Yo creo que sí, pues siendo tú también mujer de letras, inteligente, llena de conocimientos, altiva, seguro que sí lo hiciste.
Mis labios rojos y pequeños se encuentran cerrados, apenas dibujando una mueca, una sonrisa que hace juego con mis ojos, una sonrisa de complicidad, de burla, cínica, pues así sentada como aquí me ves, enclaustrada, logré contaminar con mis letras e ingenio mentes hasta el otro lado del océano. Esto fue posible algunas veces gracias a ti, a tu gran labor, y otras gracias a la traición y envidia de mis enemigos, como la famosa carta a la que han nombrado Atenagórica; fue tanto mi derroche de erudición en este documento, que es considerada digna de la sabiduría de Minerva.
Sor Filotea de la Cruz, otro falso, enfermo y reprimido personaje que, a la menor provocación, con un mínimo pretexto adoptó el sexo femenino mudando su nombre por uno de mujer. Aquel que publicó mi carta: don Manuel Fernández de Santa Cruz. De la puñalada que este sujeto me clavó por la espalda no me pudo librar ni el inmenso escapulario de mi hábito. La publicación de esta carta ahora es mi honra, pero fue mi perdición.
Y de este hecho en adelante, se vieron aun más acorralados mis talentos y perseguidos mis razonamientos. Vendí mi alma no al diablo, sino a Dios, al consagrarme definitivamente a su divina gracia. Me salió más caro con el sí que no se puede negociar, te pide el pago por adelantado. A nadie se lo recomiendo, no es un buen trato. Al despojarme de mis libros me arrebató el alma, pero no la vida, y aquí estoy muy a su pesar, una vez más seduciéndote y corrompiendo tu mente.

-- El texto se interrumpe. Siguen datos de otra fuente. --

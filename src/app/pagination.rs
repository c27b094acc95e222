use serde::Serialize;

pub const DEFAULT_PAGE_SIZE: i64 = 20;
pub const MAX_PAGE_SIZE: i64 = 100;
/// Highest page whose offset still fits in an i64 at the largest page size.
pub const MAX_PAGE: i64 = i64::MAX / MAX_PAGE_SIZE;

/// 1-based page selection. Bounds are enforced by the validation stage.
#[derive(Debug, Clone, Copy, PartialEq, Eq)]
pub struct PageRequest {
    pub page: i64,
    pub page_size: i64,
}

impl PageRequest {
    pub fn new(page: i64, page_size: i64) -> Self {
        Self { page, page_size }
    }

    pub fn from_query(page: Option<i64>, page_size: Option<i64>) -> Self {
        Self::new(page.unwrap_or(1), page_size.unwrap_or(DEFAULT_PAGE_SIZE))
    }

    pub fn offset(&self) -> i64 {
        (self.page - 1).max(0).saturating_mul(self.page_size)
    }

    pub fn limit(&self) -> i64 {
        self.page_size
    }
}

impl Default for PageRequest {
    fn default() -> Self {
        Self::new(1, DEFAULT_PAGE_SIZE)
    }
}

#[derive(Debug, Clone, Serialize)]
pub struct Paged<T> {
    pub items: Vec<T>,
    pub total: i64,
    pub page: i64,
    pub page_size: i64,
    pub total_pages: i64,
}

impl<T> Paged<T> {
    pub fn new(items: Vec<T>, total: i64, request: &PageRequest) -> Self {
        let total_pages = if request.page_size > 0 {
            (total + request.page_size - 1) / request.page_size
        } else {
            0
        };
        Self {
            items,
            total,
            page: request.page,
            page_size: request.page_size,
            total_pages,
        }
    }
}

#[cfg(test)]
mod tests {
    use super::*;

    #[test]
    fn offset_skips_previous_pages() {
        assert_eq!(PageRequest::new(1, 20).offset(), 0);
        assert_eq!(PageRequest::new(3, 25).offset(), 50);
    }

    #[test]
    fn offset_saturates_instead_of_overflowing() {
        assert_eq!(PageRequest::new(i64::MAX, MAX_PAGE_SIZE).offset(), i64::MAX);
        assert!(PageRequest::new(MAX_PAGE, MAX_PAGE_SIZE).offset() > 0);
    }

    #[test]
    fn defaults_apply_when_query_is_empty() {
        let page = PageRequest::from_query(None, None);
        assert_eq!(page, PageRequest::new(1, DEFAULT_PAGE_SIZE));
    }

    #[test]
    fn total_pages_rounds_up() {
        let paged = Paged::new(vec![1, 2, 3], 41, &PageRequest::new(1, 20));
        assert_eq!(paged.total_pages, 3);

        let exact = Paged::<i32>::new(vec![], 40, &PageRequest::new(2, 20));
        assert_eq!(exact.total_pages, 2);

        let empty = Paged::<i32>::new(vec![], 0, &PageRequest::new(1, 20));
        assert_eq!(empty.total_pages, 0);
    }
}
use async_trait::async_trait;
use sqlx::{PgConnection, PgPool};
use uuid::Uuid;

use crate::app::pagination::PageRequest;
use crate::db::entity::Entity;
use crate::models::SalaryHistory;

#[async_trait]
impl Entity for SalaryHistory {
    type Key = Uuid;
    const TABLE: &'static str = "salary_histories";

    fn key(&self) -> Uuid {
        self.id
    }

    async fn find(conn: &mut PgConnection, id: Uuid) -> Result<Option<Self>, sqlx::Error> {
        sqlx::query_as::<_, SalaryHistory>("SELECT * FROM salary_histories WHERE id = $1")
            .bind(id)
            .fetch_optional(conn)
            .await
    }

    async fn insert(&self, conn: &mut PgConnection) -> Result<u64, sqlx::Error> {
        let result = sqlx::query(
            "INSERT INTO salary_histories (id, employee_id, salary, effective_date, created_at)
             VALUES ($1, $2, $3, $4, $5)",
        )
        .bind(self.id)
        .bind(self.employee_id)
        .bind(self.salary)
        .bind(self.effective_date)
        .bind(self.created_at)
        .execute(conn)
        .await?;
        Ok(result.rows_affected())
    }

    async fn update(&self, conn: &mut PgConnection) -> Result<u64, sqlx::Error> {
        let result =
            sqlx::query("UPDATE salary_histories SET salary = $2, effective_date = $3 WHERE id = $1")
                .bind(self.id)
                .bind(self.salary)
                .bind(self.effective_date)
                .execute(conn)
                .await?;
        Ok(result.rows_affected())
    }

    async fn delete(conn: &mut PgConnection, id: Uuid) -> Result<u64, sqlx::Error> {
        let result = sqlx::query("DELETE FROM salary_histories WHERE id = $1")
            .bind(id)
            .execute(conn)
            .await?;
        Ok(result.rows_affected())
    }
}

/// Latest effective date first.
pub async fn list(
    pool: &PgPool,
    employee_id: Option<Uuid>,
    page: &PageRequest,
) -> Result<(Vec<SalaryHistory>, i64), sqlx::Error> {
    let rows = sqlx::query_as::<_, SalaryHistory>(
        "SELECT * FROM salary_histories
         WHERE ($1::uuid IS NULL OR employee_id = $1)
         ORDER BY effective_date DESC, id ASC
         LIMIT $2 OFFSET $3",
    )
    .bind(employee_id)
    .bind(page.limit())
    .bind(page.offset())
    .fetch_all(pool)
    .await?;

    let total: i64 = sqlx::query_scalar(
        "SELECT COUNT(*) FROM salary_histories WHERE ($1::uuid IS NULL OR employee_id = $1)",
    )
    .bind(employee_id)
    .fetch_one(pool)
    .await?;

    Ok((rows, total))
}
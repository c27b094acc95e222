use axum::Json;
use axum::extract::{Path, Query, State};
use axum::http::StatusCode;
use serde::Deserialize;
use uuid::Uuid;

use crate::app::pagination::{PageRequest, Paged};
use crate::auth::AuthUser;
use crate::error::AppError;
use crate::handlers::users::{
    AssignRole, CreateUser, DeleteUser, GetUser, ListUsers, RemoveRole, ResetPassword, UpdateUser,
    UserInput,
};
use crate::models::{User, UserDetails};
use crate::state::SharedState;

#[derive(Deserialize)]
pub struct ListQuery {
    pub search: Option<String>,
    pub page: Option<i64>,
    pub page_size: Option<i64>,
}

#[derive(Deserialize)]
pub struct ResetPasswordBody {
    pub new_password: String,
}

pub async fn list(
    _auth: AuthUser,
    State(state): State<SharedState>,
    Query(query): Query<ListQuery>,
) -> Result<Json<Paged<User>>, AppError> {
    let request = ListUsers {
        search: query.search,
        page: PageRequest::from_query(query.page, query.page_size),
    };
    Ok(Json(state.mediator.send(request).await?))
}

pub async fn create(
    auth: AuthUser,
    State(state): State<SharedState>,
    Json(request): Json<CreateUser>,
) -> Result<(StatusCode, Json<UserDetails>), AppError> {
    auth.require_admin()?;
    let user = state.mediator.send(request).await?;
    Ok((StatusCode::CREATED, Json(user)))
}

pub async fn get(
    _auth: AuthUser,
    State(state): State<SharedState>,
    Path(id): Path<Uuid>,
) -> Result<Json<UserDetails>, AppError> {
    Ok(Json(state.mediator.send(GetUser { id }).await?))
}

pub async fn update(
    auth: AuthUser,
    State(state): State<SharedState>,
    Path(id): Path<Uuid>,
    Json(input): Json<UserInput>,
) -> Result<Json<UserDetails>, AppError> {
    auth.require_admin()?;
    Ok(Json(state.mediator.send(UpdateUser { id, input }).await?))
}

pub async fn delete(
    auth: AuthUser,
    State(state): State<SharedState>,
    Path(id): Path<Uuid>,
) -> Result<StatusCode, AppError> {
    auth.require_admin()?;
    if id == auth.user_id {
        return Err(AppError::BadRequest("You cannot delete your own account".to_string()));
    }
    state.mediator.send(DeleteUser { id }).await?;
    Ok(StatusCode::NO_CONTENT)
}

pub async fn reset_password(
    auth: AuthUser,
    State(state): State<SharedState>,
    Path(id): Path<Uuid>,
    Json(body): Json<ResetPasswordBody>,
) -> Result<StatusCode, AppError> {
    auth.require_admin()?;
    let request = ResetPassword {
        id,
        new_password: body.new_password,
    };
    state.mediator.send(request).await?;
    Ok(StatusCode::NO_CONTENT)
}

pub async fn assign_role(
    auth: AuthUser,
    State(state): State<SharedState>,
    Path((user_id, role_id)): Path<(Uuid, Uuid)>,
) -> Result<StatusCode, AppError> {
    auth.require_admin()?;
    state.mediator.send(AssignRole { user_id, role_id }).await?;
    Ok(StatusCode::NO_CONTENT)
}

pub async fn remove_role(
    auth: AuthUser,
    State(state): State<SharedState>,
    Path((user_id, role_id)): Path<(Uuid, Uuid)>,
) -> Result<StatusCode, AppError> {
    auth.require_admin()?;
    state.mediator.send(RemoveRole { user_id, role_id }).await?;
    Ok(StatusCode::NO_CONTENT)
}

¡Al fin, mi señora! ¿Qué os parece? Está terminado como terminada también está mi obra en este lugar. Contémplame inmortalizada una vez más y ahora ¡despierta, señora! Despierta de este maldito letargo en el que te encuentras.
Una horrible sensación se apoderó del cuerpo de la ex virreina, su corazón comenzó a latir con fuerza al ver cómo la imagen de Juana se distorsionaba por completo y sus ojos se tornaban rojos, de la nada se encendieron, y el fuego consumió rápidamente el retrato reduciéndolo a cenizas; de ellas emanó la intensa llama de un fulgor dorado casi segador. La portentosa llama comenzó a tomar la forma de un ave. ¡Era hermosa! Desgarrador fue el piar que emitió, que la hizo despertar de un sobresalto.
La habitación estaba oscura, solamente una vela alumbraba a media luz el retrato que Sor Juana le había regalado en aquella despedida y que colgaba en una de las paredes que daba frente a su cama, desde ahí la monja la observaba.
“¡Ha muerto!, Juana ha muerto.” repetía consternada doña María Luisa.